-- RECORDS SUPPLIED follows --

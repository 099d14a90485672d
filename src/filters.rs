//! Per-image filtering stages.
//!
//! Each stage takes the boxes of one image and returns the boxes it keeps,
//! adding the number it dropped to a [`Counters`] value owned by the caller.

use log::debug;
use rand::seq::index;
use rand::Rng;

use crate::geometry::{area, iou};
use crate::types::{BoundingBox, Counters, ImageAnnotation};

/// Whether a box lies inside the image and has positive extent on both axes.
pub fn is_valid_box(b: &BoundingBox, width: u32, height: u32) -> bool {
    b.is_finite()
        && b.x_min >= 0.0
        && b.y_min >= 0.0
        && b.x_max <= width as f64
        && b.y_max <= height as f64
        && b.x_min < b.x_max
        && b.y_min < b.y_max
}

/// Drop malformed records and boxes outside the image bounds.
///
/// Invalid boxes are removed, never clamped. Order is preserved.
pub fn remove_invalid_boxes(annotation: &mut ImageAnnotation, counters: &mut Counters) {
    for malformed in annotation.malformed.drain(..) {
        debug!("{}: dropping malformed box ({})", annotation.image_id, malformed);
        counters.invalid_removed += 1;
    }

    let (width, height) = (annotation.width, annotation.height);
    let before = annotation.boxes.len();
    annotation.boxes.retain(|b| is_valid_box(b, width, height));
    let removed = before - annotation.boxes.len();
    if removed > 0 {
        debug!(
            "{}: dropping {} boxes outside {}x{}",
            annotation.image_id, removed, width, height
        );
    }
    counters.invalid_removed += removed;
}

/// Keep at most `max_box_count` boxes, chosen uniformly without replacement.
pub fn cap_box_count<R: Rng + ?Sized>(
    boxes: Vec<BoundingBox>,
    max_box_count: usize,
    rng: &mut R,
    counters: &mut Counters,
) -> Vec<BoundingBox> {
    if boxes.len() <= max_box_count {
        return boxes;
    }

    counters.density_capped_removed += boxes.len() - max_box_count;
    index::sample(rng, boxes.len(), max_box_count)
        .into_iter()
        .map(|i| boxes[i])
        .collect()
}

/// Drop boxes whose area is below `min_area_ratio` of the image area.
pub fn remove_small_boxes(
    boxes: Vec<BoundingBox>,
    width: u32,
    height: u32,
    min_area_ratio: f64,
    counters: &mut Counters,
) -> Vec<BoundingBox> {
    let image_area = width as f64 * height as f64;
    if image_area <= 0.0 {
        counters.small_removed += boxes.len();
        return Vec::new();
    }

    let before = boxes.len();
    let kept: Vec<BoundingBox> = boxes
        .into_iter()
        .filter(|b| area(b) / image_area >= min_area_ratio)
        .collect();
    counters.small_removed += before - kept.len();
    kept
}

/// Suppress near-duplicate boxes of the same class.
///
/// Pairs `(i, j)` with `i < j` are visited in index order. When a same-class
/// pair overlaps with IoU above `max_iou`, the smaller box is marked removed;
/// on equal area the later index goes. Pairs touching an already removed
/// index are skipped. Boxes of different classes never suppress each other.
pub fn suppress_same_class_overlaps(
    boxes: Vec<BoundingBox>,
    max_iou: f64,
    counters: &mut Counters,
) -> Vec<BoundingBox> {
    if boxes.len() < 2 {
        return boxes;
    }

    let mut removed = vec![false; boxes.len()];
    for i in 0..boxes.len() - 1 {
        for j in i + 1..boxes.len() {
            if removed[i] || removed[j] {
                continue;
            }
            let (a, b) = (&boxes[i], &boxes[j]);
            if a.class_id != b.class_id {
                continue;
            }
            if iou(a, b) > max_iou {
                let victim = if area(a) < area(b) { i } else { j };
                removed[victim] = true;
            }
        }
    }

    let removed_count = removed.iter().filter(|&&r| r).count();
    counters.overlap_removed += removed_count;

    boxes
        .into_iter()
        .zip(removed)
        .filter_map(|(b, r)| (!r).then_some(b))
        .collect()
}

#[cfg(test)]
mod tests {
    use super::*;
    use crate::error::MalformedBoxError;
    use rand::rngs::StdRng;
    use rand::SeedableRng;

    fn bbox(class_id: u32, x_min: f64, y_min: f64, x_max: f64, y_max: f64) -> BoundingBox {
        BoundingBox::new(class_id, x_min, y_min, x_max, y_max)
    }

    #[test]
    fn test_remove_invalid_boxes() {
        let mut annotation = ImageAnnotation::new(
            "img",
            100,
            50,
            vec![
                bbox(0, 10.0, 10.0, 20.0, 20.0),
                bbox(0, -1.0, 10.0, 20.0, 20.0),
                bbox(1, 10.0, 10.0, 101.0, 20.0),
                bbox(1, 10.0, 10.0, 20.0, 51.0),
                bbox(2, 20.0, 10.0, 20.0, 20.0),
                bbox(2, 30.0, 10.0, 20.0, 20.0),
                bbox(3, f64::NAN, 10.0, 20.0, 20.0),
                bbox(3, 0.0, 0.0, 100.0, 50.0),
            ],
        );
        annotation
            .malformed
            .push(MalformedBoxError::new(9, "expected 5 fields, found 3"));

        let mut counters = Counters::new();
        remove_invalid_boxes(&mut annotation, &mut counters);

        assert_eq!(
            annotation.boxes,
            vec![bbox(0, 10.0, 10.0, 20.0, 20.0), bbox(3, 0.0, 0.0, 100.0, 50.0)]
        );
        assert!(annotation.malformed.is_empty());
        assert_eq!(counters.invalid_removed, 7);
    }

    #[test]
    fn test_cap_box_count_under_limit_is_unchanged() {
        let boxes: Vec<_> = (0..5).map(|i| bbox(i, 0.0, 0.0, 1.0, 1.0)).collect();
        let mut rng = StdRng::seed_from_u64(42);
        let mut counters = Counters::new();
        let kept = cap_box_count(boxes.clone(), 5, &mut rng, &mut counters);
        assert_eq!(kept, boxes);
        assert_eq!(counters.density_capped_removed, 0);
    }

    #[test]
    fn test_cap_box_count_samples_without_replacement() {
        let boxes: Vec<_> = (0..40).map(|i| bbox(i, 0.0, 0.0, 1.0, 1.0)).collect();
        let mut counters = Counters::new();

        let first = cap_box_count(boxes.clone(), 30, &mut StdRng::seed_from_u64(7), &mut counters);
        let second = cap_box_count(boxes.clone(), 30, &mut StdRng::seed_from_u64(7), &mut Counters::new());

        assert_eq!(first.len(), 30);
        assert_eq!(counters.density_capped_removed, 10);
        assert_eq!(first, second);

        let mut ids: Vec<u32> = first.iter().map(|b| b.class_id).collect();
        ids.sort_unstable();
        ids.dedup();
        assert_eq!(ids.len(), 30);
    }

    #[test]
    fn test_remove_small_boxes() {
        let boxes = vec![
            bbox(0, 0.0, 0.0, 5.0, 1.0),  // area 5, ratio 0.0005
            bbox(0, 0.0, 0.0, 10.0, 2.0), // area 20, ratio 0.002
            bbox(0, 0.0, 0.0, 10.0, 1.0), // area 10, exactly the threshold
        ];
        let mut counters = Counters::new();
        let kept = remove_small_boxes(boxes, 100, 100, 0.001, &mut counters);
        assert_eq!(
            kept,
            vec![bbox(0, 0.0, 0.0, 10.0, 2.0), bbox(0, 0.0, 0.0, 10.0, 1.0)]
        );
        assert_eq!(counters.small_removed, 1);
    }

    #[test]
    fn test_suppress_equal_area_removes_later() {
        let boxes = vec![
            bbox(0, 0.0, 0.0, 100.0, 100.0),
            bbox(0, 5.0, 5.0, 105.0, 105.0),
            bbox(1, 0.0, 0.0, 50.0, 50.0),
        ];
        let mut counters = Counters::new();
        let kept = suppress_same_class_overlaps(boxes, 0.35, &mut counters);
        assert_eq!(
            kept,
            vec![bbox(0, 0.0, 0.0, 100.0, 100.0), bbox(1, 0.0, 0.0, 50.0, 50.0)]
        );
        assert_eq!(counters.overlap_removed, 1);
    }

    #[test]
    fn test_suppress_removes_smaller_box() {
        let boxes = vec![bbox(0, 0.0, 0.0, 90.0, 90.0), bbox(0, 0.0, 0.0, 100.0, 100.0)];
        let mut counters = Counters::new();
        let kept = suppress_same_class_overlaps(boxes, 0.35, &mut counters);
        assert_eq!(kept, vec![bbox(0, 0.0, 0.0, 100.0, 100.0)]);
        assert_eq!(counters.overlap_removed, 1);
    }

    #[test]
    fn test_suppress_never_crosses_classes() {
        let boxes = vec![bbox(0, 0.0, 0.0, 10.0, 10.0), bbox(1, 0.0, 0.0, 10.0, 10.0)];
        let mut counters = Counters::new();
        let kept = suppress_same_class_overlaps(boxes.clone(), 0.35, &mut counters);
        assert_eq!(kept, boxes);
        assert_eq!(counters.overlap_removed, 0);
    }

    #[test]
    fn test_suppress_skips_pairs_with_removed_index() {
        // Box 1 loses to box 0 first. Box 2 would lose to box 1, but that pair
        // is skipped once box 1 is gone, and box 2 barely overlaps box 0.
        let boxes = vec![
            bbox(0, 0.0, 0.0, 10.0, 10.0),
            bbox(0, 3.0, 0.0, 12.0, 10.0),
            bbox(0, 6.0, 0.0, 14.0, 10.0),
        ];
        let mut counters = Counters::new();
        let kept = suppress_same_class_overlaps(boxes, 0.35, &mut counters);
        assert_eq!(
            kept,
            vec![bbox(0, 0.0, 0.0, 10.0, 10.0), bbox(0, 6.0, 0.0, 14.0, 10.0)]
        );
        assert_eq!(counters.overlap_removed, 1);
    }
}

-- RECORDS SUPPLIED concluded --

• _WHAT TO PRODUCE_
Copy nothing beyond the line containing "use rand::Rng;". Transcribe exactly from the first line of the entries down to that line, inclusive.

• _EXERCISE SOLUTION_
repository 099d14a90485672d
filename src/filters.rs
//! Per-image filtering stages.
//!
//! Each stage takes the boxes of one image and returns the boxes it keeps,
//! adding the number it dropped to a [`Counters`] value owned by the caller.

use log::debug;
use rand::seq::index;
use rand::Rng;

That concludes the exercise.